Multimodal associations between brain morphology, immune-inflammatory markers, spatial transcriptomics, and behavioural symptoms in autism spectrum disorder.

Researchers studied 42 males with autism to understand aggressive behaviour, which affects up to 68% of autistic individuals. They found that those showing aggression had higher levels of inflammation markers in their blood and different brain structures compared to non-aggressive participants. Brain scans showed changes in areas controlling emotions and behaviour. The study suggests aggression in autism involves both brain inflammation and structural differences, potentially opening new treatment approaches.

This study examined 42 males with autism aged 11-38 years, comparing those with aggressive behaviour (n=21) to non-aggressive controls (n=21). Researchers investigated behavioural profiles, inflammatory markers in blood, and brain structure differences. Aggressive individuals showed elevated inflammatory markers (TNF-α, IL-6, IL-8, IL-13, IFN-γ, vasopressin, EGF) and distinct brain volume differences, with enlargements in anterior cingulate cortex, orbitofrontal cortex, and hippocampus, but reductions in amygdala, insula, and basal ganglia. Gene expression analysis revealed pro-inflammatory patterns in emotional regulation regions and anti-inflammatory compensation in sensory/cognitive areas.

Aggression was associated with more severe autism symptoms, behavioural disturbances, and poorer quality of life.

Findings suggest aggression in autism may benefit from combined approaches addressing both neuroinflammation and behavioural symptoms. Potential for anti-inflammatory treatments alongside traditional behavioural interventions. Results highlight need for comprehensive assessment of aggression impact on quality of life and core autism symptoms.

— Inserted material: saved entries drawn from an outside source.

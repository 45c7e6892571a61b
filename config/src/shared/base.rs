use thiserror::Error;

/// Configuration validation errors.
#[derive(Debug, Error, PartialEq, Eq)]
pub enum ValidationError {
    /// Pipe buffers must be able to hold at least one byte, otherwise no data can flow.
    #[error("`pipe_buffer_size` cannot be zero")]
    PipeBufferSizeZero,
    /// A zero grace period would make every graceful termination forceful.
    #[error("`grace_period_ms` cannot be zero")]
    GracePeriodZero,
}
impl ExtractLoadBlocks {
    /// Creates a set with the default [`BlockSetConfig`].
    pub fn new(blocks: Vec<Box<dyn IoBlock>>) -> Self {
        Self::with_config(blocks, BlockSetConfig::default())
    }

    /// Creates a set from blocks in pipeline order.
    ///
    /// Nothing is validated or started here, see [`BlockSet::validate_set`].
    pub fn with_config(blocks: Vec<Box<dyn IoBlock>>, config: BlockSetConfig) -> Self {
        let descriptors = blocks
            .iter()
            .map(|block| BlockDescriptor::of(block.as_ref()))
            .collect();

        Self {
            descriptors,
            config,
            validated: AtomicBool::new(false),
            phase: Mutex::new(RunPhase::Idle(blocks)),
            report: OnceLock::new(),
        }
    }

    pub fn blocks(&self) -> &[BlockDescriptor] {
        &self.descriptors
    }

    pub fn config(&self) -> &BlockSetConfig {
        &self.config
    }

    /// Per-block outcomes of the finished run, `None` until a run completed.
    pub fn outcomes(&self) -> Option<&[BlockReport]> {
        self.report.get().map(Vec::as_slice)
    }

    fn lock_phase(&self) -> MutexGuard<'_, RunPhase> {
        self.phase.lock().unwrap_or_else(PoisonError::into_inner)
    }

    /// Takes the blocks out of the set, wires them and spawns one task per block.
    fn start(&self) -> BlockSetResult<(BlockTasks, Arc<RunControls>, Vec<PipeConnector>)> {
        let mut phase = self.lock_phase();

        let blocks = match std::mem::replace(&mut *phase, RunPhase::Finished) {
            RunPhase::Idle(blocks) => blocks,
            RunPhase::Running(controls) => {
                *phase = RunPhase::Running(controls);
                bail!(
                    ErrorKind::BlockSetAlreadyRun,
                    "Block set is already running"
                );
            }
            RunPhase::Terminated => {
                *phase = RunPhase::Terminated;
                bail!(
                    ErrorKind::BlockSetTerminated,
                    "Block set was terminated",
                    "the block set was terminated before it started"
                );
            }
            RunPhase::Finished => {
                bail!(
                    ErrorKind::BlockSetAlreadyRun,
                    "Block set already ran",
                    "a block set runs once, build a new one to run the blocks again"
                );
            }
        };

        let poison = CancellationToken::new();
        let mut connectors = blocks
            .windows(2)
            .map(|pair| {
                PipeConnector::new(
                    pair[0].name(),
                    pair[1].name(),
                    self.config.pipe_buffer_size,
                    &poison,
                )
            })
            .collect::<Vec<_>>();

        let mut tasks = JoinSet::new();
        let mut controls = Vec::with_capacity(blocks.len());

        for (position, block) in blocks.into_iter().enumerate() {
            let input = position
                .checked_sub(1)
                .and_then(|upstream| connectors.get_mut(upstream))
                .and_then(PipeConnector::take_reader);
            let (output, end_of_stream) = connectors
                .get_mut(position)
                .map(|connector| {
                    (
                        connector.take_writer(),
                        connector.take_end_of_stream_guard(),
                    )
                })
                .unwrap_or_default();

            let (shutdown_tx, shutdown_rx) = create_shutdown_channel();
            let (done_tx, done_rx) = create_signal();

            let name = block.name().to_owned();
            let span = info_span!("block", block = %name, position);
            let block_future = block.run(BlockIo::new(input, output, shutdown_rx));
            let poison = poison.clone();

            let abort_handle = tasks.spawn(
                async move {
                    info!("block started");

                    let result = AssertUnwindSafe(block_future)
                        .catch_unwind()
                        .await
                        .unwrap_or_else(|payload| Err(panic_error(payload)));

                    // The output of a failed block must never reach downstream as a complete
                    // stream.
                    if result
                        .as_ref()
                        .is_err_and(|err| !err.kind().is_pipe_consequence())
                    {
                        poison.cancel();
                    }
                    drop(end_of_stream);

                    let _ = done_tx.send(());

                    (position, result)
                }
                .instrument(span),
            );

            controls.push(BlockControl {
                name,
                shutdown_tx,
                abort_handle,
                done_rx,
            });
        }

        let controls = Arc::new(RunControls {
            blocks: controls,
            poison,
            termination: Mutex::new(None),
            grace_period: self.config.grace_period(),
        });
        *phase = RunPhase::Running(controls.clone());

        Ok((tasks, controls, connectors))
    }

    /// Joins every block task, aborting the others on the first failure.
    async fn supervise(&self, tasks: &mut BlockTasks, controls: &RunControls) -> Supervision {
        let mut supervision = Supervision {
            outcomes: vec![BlockOutcome::Cancelled; self.descriptors.len()],
            failures: Vec::new(),
            unattributed: Vec::new(),
        };
        let mut aborted = false;

        while let Some(joined) = tasks.join_next().await {
            match joined {
                Ok((position, Ok(()))) => {
                    info!(block = %self.descriptors[position].name, "block completed");
                    supervision.outcomes[position] = BlockOutcome::Succeeded;
                }
                Ok((position, Err(err))) => {
                    let name = &self.descriptors[position].name;
                    supervision.outcomes[position] = BlockOutcome::Failed(err.kind());

                    // Once the set is stopping, blocks failing on a pipe a neighbour closed or
                    // the set poisoned are part of the stop.
                    let expected = err.kind().is_pipe_consequence() && controls.is_stopping();

                    if aborted || expected {
                        debug!(block = %name, error = %err, "block failed after the set started stopping");
                    } else {
                        error!(block = %name, error = %err, "block failed, aborting the remaining blocks");
                        controls.abort_all();
                        aborted = true;
                    }

                    supervision.failures.push((position, err));
                }
                Err(err) if err.is_cancelled() => {
                    debug!("block task was aborted");
                }
                Err(err) => {
                    error!(error = %err, "block task failed outside of its block");
                    if !aborted {
                        controls.abort_all();
                        aborted = true;
                    }

                    supervision.unattributed.push(err.into());
                }
            }
        }

        supervision
    }

    /// Turns the supervision of a run into its single result.
    ///
    /// A block failing for its own reasons wins over a termination request, which wins over
    /// blocks failing only because a neighbour closed a pipe.
    fn resolve(
        &self,
        supervision: Supervision,
        termination: Option<TerminationMode>,
    ) -> BlockSetResult<()> {
        let Supervision {
            outcomes,
            mut failures,
            unattributed,
        } = supervision;

        if let Some(index) = failures
            .iter()
            .position(|(_, err)| !err.kind().is_pipe_consequence())
        {
            let (position, err) = failures.swap_remove(index);
            return Err(self.block_failed(position, err));
        }

        if !unattributed.is_empty() {
            return Err(unattributed.into());
        }

        if let Some(mode) = termination {
            bail!(
                ErrorKind::BlockSetTerminated,
                "Block set was terminated",
                format!("the block set was terminated {mode}")
            );
        }

        if let Some((position, err)) = failures.into_iter().next() {
            return Err(self.block_failed(position, err));
        }

        if let Some(position) = outcomes
            .iter()
            .position(|outcome| *outcome == BlockOutcome::Cancelled)
        {
            bail!(
                ErrorKind::BlockCancelled,
                "Block was cancelled",
                format!(
                    "block '{}' at position {position} was cancelled",
                    self.descriptors[position].name
                )
            );
        }

        Ok(())
    }

    fn block_failed(&self, position: usize, err: BlockSetError) -> BlockSetError {
        let name = &self.descriptors[position].name;

        blockset_error!(
            ErrorKind::BlockFailed,
            "Block failed",
            format!(
                "block '{name}' at position {position} failed: {}",
                err.description()
            ),
            source: err
        )
    }

    /// Records the outcome of the run and releases the run controls.
    fn finish(&self, outcomes: &[BlockOutcome]) {
        *self.lock_phase() = RunPhase::Finished;

        let report = self
            .descriptors
            .iter()
            .zip(outcomes)
            .map(|(descriptor, outcome)| BlockReport {
                name: descriptor.name.clone(),
                outcome: *outcome,
            })
            .collect::<Vec<_>>();

        for block in &report {
            counter!(
                BLOCKSET_BLOCK_OUTCOMES_TOTAL,
                BLOCK_NAME_LABEL => block.name.clone(),
                OUTCOME_LABEL => block.outcome.as_str()
            )
            .increment(1);
        }

        let _ = self.report.set(report);
    }

    /// Marks the set as terminating and returns the controls of the run to stop, if any.
    fn begin_termination(&self, mode: TerminationMode) -> Option<Arc<RunControls>> {
        let mut phase = self.lock_phase();

        if matches!(*phase, RunPhase::Idle(_)) {
            info!(%mode, "block set terminated before it started");
            *phase = RunPhase::Terminated;
            return None;
        }

        let RunPhase::Running(controls) = &*phase else {
            debug!("block set is not running, nothing to terminate");
            return None;
        };

        if !controls.request_termination(mode) {
            debug!(%mode, "block set termination already underway");
            return None;
        }

        Some(controls.clone())
    }
}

Small sample size (42 participants), male-only population, cross-sectional design prevents causal inferences. Brain imaging only available for subset of aggressive participants (n=13). Study type not specified in metadata, limiting interpretation of methodology strength.

Aggressive behaviour is a common and disruptive feature of autism spectrum disorder (ASD), affecting up to 68% of individuals and significantly burdening families and caregivers. Despite its prevalence, the mechanisms underlying aggression in ASD remain poorly understood, with evidence pointing to complex interactions between behavioural, neurobiological, and environmental factors. Emerging research suggests that neuroinflammation, along with structural brain changes, may contribute to aggressive behaviour in ASD. This study investigated the behavioural and neurobiological profiles of individuals with ASD who exhibit aggressive behaviour by examining neuroendocrine and inflammatory markers, structural brain differences, and spatial transcriptomics.

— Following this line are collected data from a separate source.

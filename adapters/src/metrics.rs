//! Provider and routing metrics

use prometheus::{
    register_histogram_vec, register_int_counter, register_int_counter_vec,
    register_int_gauge_vec, HistogramVec, IntCounter, IntCounterVec, IntGaugeVec,
};

lazy_static::lazy_static! {
    /// Provider calls by provider, operation and outcome
    pub static ref PROVIDER_REQUESTS_TOTAL: IntCounterVec = register_int_counter_vec!(
        "payment_provider_requests_total",
        "Total payment provider requests",
        &["provider", "operation", "outcome"]
    )
    .expect("metric can be registered");

    /// Provider call latency
    pub static ref PROVIDER_REQUEST_DURATION: HistogramVec = register_histogram_vec!(
        "payment_provider_request_duration_seconds",
        "Payment provider request duration",
        &["provider", "operation"]
    )
    .expect("metric can be registered");

    /// Circuit breaker state per provider
    pub static ref CIRCUIT_BREAKER_STATE: IntGaugeVec = register_int_gauge_vec!(
        "payment_circuit_breaker_state",
        "Circuit breaker state (0=closed, 1=half-open, 2=open)",
        &["provider"]
    )
    .expect("metric can be registered");

    /// Full charge retries scheduled by the router
    pub static ref ROUTER_RETRIES_TOTAL: IntCounter = register_int_counter!(
        "payment_router_retries_total",
        "Charge retry rounds after every provider failed"
    )
    .expect("metric can be registered");

    /// Router outcomes by operation
    pub static ref ROUTER_OUTCOMES_TOTAL: IntCounterVec = register_int_counter_vec!(
        "payment_router_outcomes_total",
        "Payment router outcomes",
        &["operation", "outcome"]
    )
    .expect("metric can be registered");
}

/// Record one provider call
pub fn observe_provider_call(provider: &str, operation: &str, outcome: &str, seconds: f64) {
    PROVIDER_REQUESTS_TOTAL
        .with_label_values(&[provider, operation, outcome])
        .inc();
    PROVIDER_REQUEST_DURATION
        .with_label_values(&[provider, operation])
        .observe(seconds);
}

/// Record one router outcome
pub fn observe_router_outcome(operation: &str, outcome: &str) {
    ROUTER_OUTCOMES_TOTAL
        .with_label_values(&[operation, outcome])
        .inc();
}
//! Payment router: ordered failover across providers, delayed full retry for charges

use crate::{
    connector::PaymentProvider,
    metrics::{observe_router_outcome, ROUTER_RETRIES_TOTAL},
    types::*,
    Error, ErrorKind, Result,
};
use std::sync::Arc;
use std::time::Duration;
use tracing::{info, warn};

/// Charge retry policy
#[derive(Debug, Clone, Copy, PartialEq, Eq)]
pub struct RetryPolicy {
    /// Full rounds attempted after the first one
    pub max_retries: u32,
    /// Wait between rounds (the breakers' reset timeout)
    pub retry_delay: Duration,
}

impl Default for RetryPolicy {
    fn default() -> Self {
        Self {
            max_retries: crate::DEFAULT_MAX_RETRIES,
            retry_delay: Duration::from_millis(crate::DEFAULT_CB_RESET_TIMEOUT_MS),
        }
    }
}

/// Routes payment operations over an ordered list of providers
pub struct PaymentRouter {
    providers: Vec<Arc<dyn PaymentProvider>>,
    retry: RetryPolicy,
}

impl PaymentRouter {
    /// Create a router; providers are tried in the given order
    pub fn new(providers: Vec<Arc<dyn PaymentProvider>>, retry: RetryPolicy) -> Result<Self> {
        if providers.is_empty() {
            return Err(Error::Config(
                "payment router needs at least one provider".to_string(),
            ));
        }

        info!(
            providers = ?providers.iter().map(|p| p.name()).collect::<Vec<_>>(),
            max_retries = retry.max_retries,
            retry_delay_ms = retry.retry_delay.as_millis() as u64,
            "Payment router initialized"
        );

        Ok(Self { providers, retry })
    }

    /// Providers in priority order
    pub fn providers(&self) -> &[Arc<dyn PaymentProvider>] {
        &self.providers
    }

    /// Retry policy
    pub fn retry_policy(&self) -> RetryPolicy {
        self.retry
    }

    /// Charge on the first provider that accepts the payment.
    ///
    /// When every provider fails the whole list is tried again after
    /// `retry_delay`, for at most `max_retries + 1` rounds.
    pub async fn charge(&self, request: PaymentRequest) -> Result<PaymentResult> {
        let mut retries = 0u32;

        loop {
            for provider in &self.providers {
                match provider.charge(&request).await {
                    Ok(result) => {
                        info!(
                            provider = provider.name(),
                            id = %result.id,
                            status = %result.status,
                            "Charge processed"
                        );
                        observe_router_outcome("charge", "success");
                        return Ok(result);
                    }
                    Err(e) => {
                        warn!(provider = provider.name(), error = %e, "Charge failed, trying next provider");
                    }
                }
            }

            if retries >= self.retry.max_retries {
                warn!(attempts = retries + 1, "All payment providers failed, giving up");
                observe_router_outcome("charge", "max_retries_exceeded");
                return Err(Error::MaxRetriesExceeded {
                    attempts: retries + 1,
                });
            }

            retries += 1;
            ROUTER_RETRIES_TOTAL.inc();
            warn!(
                retry = retries,
                max_retries = self.retry.max_retries,
                delay_ms = self.retry.retry_delay.as_millis() as u64,
                "All payment providers failed, retrying charge"
            );
            tokio::time::sleep(self.retry.retry_delay).await;
        }
    }

    /// Look a payment up on every provider until one knows it
    pub async fn find(&self, id: &str) -> Result<PaymentResult> {
        let mut all_not_found = true;

        for provider in &self.providers {
            match provider.find(id).await {
                Ok(result) => {
                    observe_router_outcome("find", "success");
                    return Ok(result);
                }
                Err(e) => {
                    all_not_found &= e.kind() == ErrorKind::NotFound;
                    warn!(provider = provider.name(), id, error = %e, "Find failed, trying next provider");
                }
            }
        }

        Err(self.exhausted("find", all_not_found))
    }

    /// Refund a payment on the provider that owns it.
    ///
    /// A business refusal is authoritative and returned without trying the
    /// remaining providers.
    pub async fn refund(&self, id: &str, request: RefundRequest) -> Result<PaymentResult> {
        let mut all_not_found = true;

        for provider in &self.providers {
            match provider.refund(id, &request).await {
                Ok(result) => {
                    info!(provider = provider.name(), id, status = %result.status, "Refund processed");
                    observe_router_outcome("refund", "success");
                    return Ok(result);
                }
                Err(e) if e.kind() == ErrorKind::Refusal => {
                    info!(provider = provider.name(), id, error = %e, "Refund refused");
                    observe_router_outcome("refund", "refused");
                    return Err(e);
                }
                Err(e) => {
                    all_not_found &= e.kind() == ErrorKind::NotFound;
                    warn!(provider = provider.name(), id, error = %e, "Refund failed, trying next provider");
                }
            }
        }

        Err(self.exhausted("refund", all_not_found))
    }

    fn exhausted(&self, operation: &str, all_not_found: bool) -> Error {
        if all_not_found {
            observe_router_outcome(operation, "not_found");
            Error::PaymentNotFound
        } else {
            observe_router_outcome(operation, "upstream_unavailable");
            Error::UpstreamUnavailable
        }
    }
}
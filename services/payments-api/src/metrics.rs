use prometheus::{Encoder, TextEncoder};

/// Generate metrics output in Prometheus text format
pub fn metrics_handler() -> Result<String, Box<dyn std::error::Error>> {
    let encoder = TextEncoder::new();
    let metric_families = prometheus::gather();
    let mut buffer = vec![];
    encoder.encode(&metric_families, &mut buffer)?;
    Ok(String::from_utf8(buffer)?)
}
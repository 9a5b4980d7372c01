//! Payment provider interface

use crate::{circuit_breaker::BreakerSnapshot, types::*, Result};
use async_trait::async_trait;

/// Adapter to one external payment provider.
///
/// Every operation runs through the adapter's own circuit breaker. Breaker
/// errors are propagated unchanged so the router can tell an unreachable
/// provider from a provider that answered.
#[async_trait]
pub trait PaymentProvider: Send + Sync {
    /// Provider name (also reported as `provider` on charge results)
    fn name(&self) -> &str;

    /// Create a charge
    async fn charge(&self, request: &PaymentRequest) -> Result<PaymentResult>;

    /// Look up a payment by provider ID
    async fn find(&self, id: &str) -> Result<PaymentResult>;

    /// Refund (fully or partially) an existing payment
    async fn refund(&self, id: &str, request: &RefundRequest) -> Result<PaymentResult>;

    /// Circuit breaker snapshot, when the adapter has one
    fn breaker_snapshot(&self) -> Option<BreakerSnapshot> {
        None
    }
}

/// Connection settings for one provider
#[derive(Debug, Clone, PartialEq, Eq, serde::Serialize, serde::Deserialize)]
pub struct ProviderConfig {
    /// Base URL of the provider API
    pub api_url: String,
    /// Per-request timeout in milliseconds
    pub request_timeout_ms: u64,
}

impl ProviderConfig {
    /// Settings with the default request timeout
    pub fn new(api_url: impl Into<String>) -> Self {
        Self {
            api_url: api_url.into(),
            request_timeout_ms: crate::DEFAULT_REQUEST_TIMEOUT_MS,
        }
    }
}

The overarching goal was to identify the mechanisms underlying aggression in ASD and inform potential therapeutic strategies. Forty-two male individuals with ASD aged 11-38 years were included in the study, divided into aggressive (Case; n = 21) and non-aggressive (Control; n = 21) groups based on Modified Overt Aggression Scale scores. A series of standardized questionnaires were used to investigate behaviour patterns and quality of life. Plasma levels of neuroendocrine and inflammatory markers, including cytokines and neuropeptides, were measured using a multiplex assay.

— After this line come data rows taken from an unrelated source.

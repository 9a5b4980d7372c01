use actix_web::{error::ResponseError, http::StatusCode, HttpResponse};
use payment_adapters::Error as PaymentError;
use serde_json::json;
use thiserror::Error;

#[derive(Error, Debug)]
pub enum ApiError {
    #[error("Validation error: {0}")]
    Validation(String),

    #[error(transparent)]
    Payment(#[from] PaymentError),

    #[error("Internal server error: {0}")]
    Internal(String),
}

impl From<validator::ValidationErrors> for ApiError {
    fn from(errors: validator::ValidationErrors) -> Self {
        ApiError::Validation(errors.to_string())
    }
}

impl ResponseError for ApiError {
    fn error_response(&self) -> HttpResponse {
        let status_code = self.status_code();
        let error_message = match self {
            // provider message passed through unmodified
            ApiError::Payment(PaymentError::BadRequest { message, .. }) => message.clone(),
            _ => self.to_string(),
        };

        HttpResponse::build(status_code).json(json!({
            "error": {
                "code": status_code.as_u16(),
                "message": error_message,
                "type": self.error_type()
            }
        }))
    }

    fn status_code(&self) -> StatusCode {
        match self {
            ApiError::Validation(_) => StatusCode::BAD_REQUEST,
            ApiError::Payment(e) => match e {
                PaymentError::InvalidRequest(_)
                | PaymentError::RefundExceedsCharge { .. }
                | PaymentError::PaymentNotRefundable { .. }
                | PaymentError::BadRequest { .. } => StatusCode::BAD_REQUEST,
                PaymentError::PaymentNotFound => StatusCode::NOT_FOUND,
                PaymentError::UpstreamUnavailable | PaymentError::MaxRetriesExceeded { .. } => {
                    StatusCode::BAD_GATEWAY
                }
                _ => StatusCode::INTERNAL_SERVER_ERROR,
            },
            ApiError::Internal(_) => StatusCode::INTERNAL_SERVER_ERROR,
        }
    }
}

impl ApiError {
    pub fn error_type(&self) -> &'static str {
        match self {
            ApiError::Validation(_) => "validation_error",
            ApiError::Payment(e) => match e {
                PaymentError::InvalidRequest(_) => "validation_error",
                PaymentError::PaymentNotFound => "payment_not_found",
                PaymentError::RefundExceedsCharge { .. } => "refund_exceeds_charge",
                PaymentError::PaymentNotRefundable { .. } => "payment_not_refundable",
                PaymentError::BadRequest { .. } => "bad_request",
                PaymentError::UpstreamUnavailable => "upstream_unavailable",
                PaymentError::MaxRetriesExceeded { .. } => "max_retries_exceeded",
                _ => "internal_error",
            },
            ApiError::Internal(_) => "internal_error",
        }
    }
}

For a subset of aggressive participants (n = 13), MRI scans were acquired, and deformation-based morphometry (DBM) was performed to evaluate structural brain differences. Spatial transcriptomics investigated gene expression patterns in brain regions exhibiting volume alterations. Aggression in ASD was associated with more severe core symptoms (higher CARS scores) and pervasive behavioural disturbances, including hyperactivity, irritability, and stereotypy, as well as poorer quality of life. Aggressive individuals exhibited elevated levels of TNF-α, IL-6, IL-8, IL-13, IFN-γ, vasopressin, and epidermal growth factor (EGF), suggesting a pro-inflammatory state.

Neuroimaging revealed distinct volume differences between patients with high- compared to medium-aggression, with enlargements in the anterior cingulate cortex, orbitofrontal cortex, and hippocampus and reductions in the amygdala, insula, and basal ganglia. Spatial transcriptomics identified two gene expression clusters: regions associated with emotional regulation exhibit overexpression of pro-inflammatory genes. In contrast, sensory and cognitive regions have relative anti-inflammatory gene upregulation, potentially reflective of a compensatory mechanism. This study identifies a complex interplay between heightened neuroinflammation and structural brain differences related to gene expression patterns in aggressive ASD.

The findings suggest that aggression is associated with imbalances in the fronto-limbic-striatal network, compounded by a pervasive pro-inflammatory state. These insights highlight the potential for targeted interventions integrating behavioural therapies with adjunctive treatments addressing neuroinflammation and neural dysregulation. Future research should explore longitudinal dynamics, genetic and environmental influences, and broader ASD populations to develop personalized strategies for managing aggression in ASD.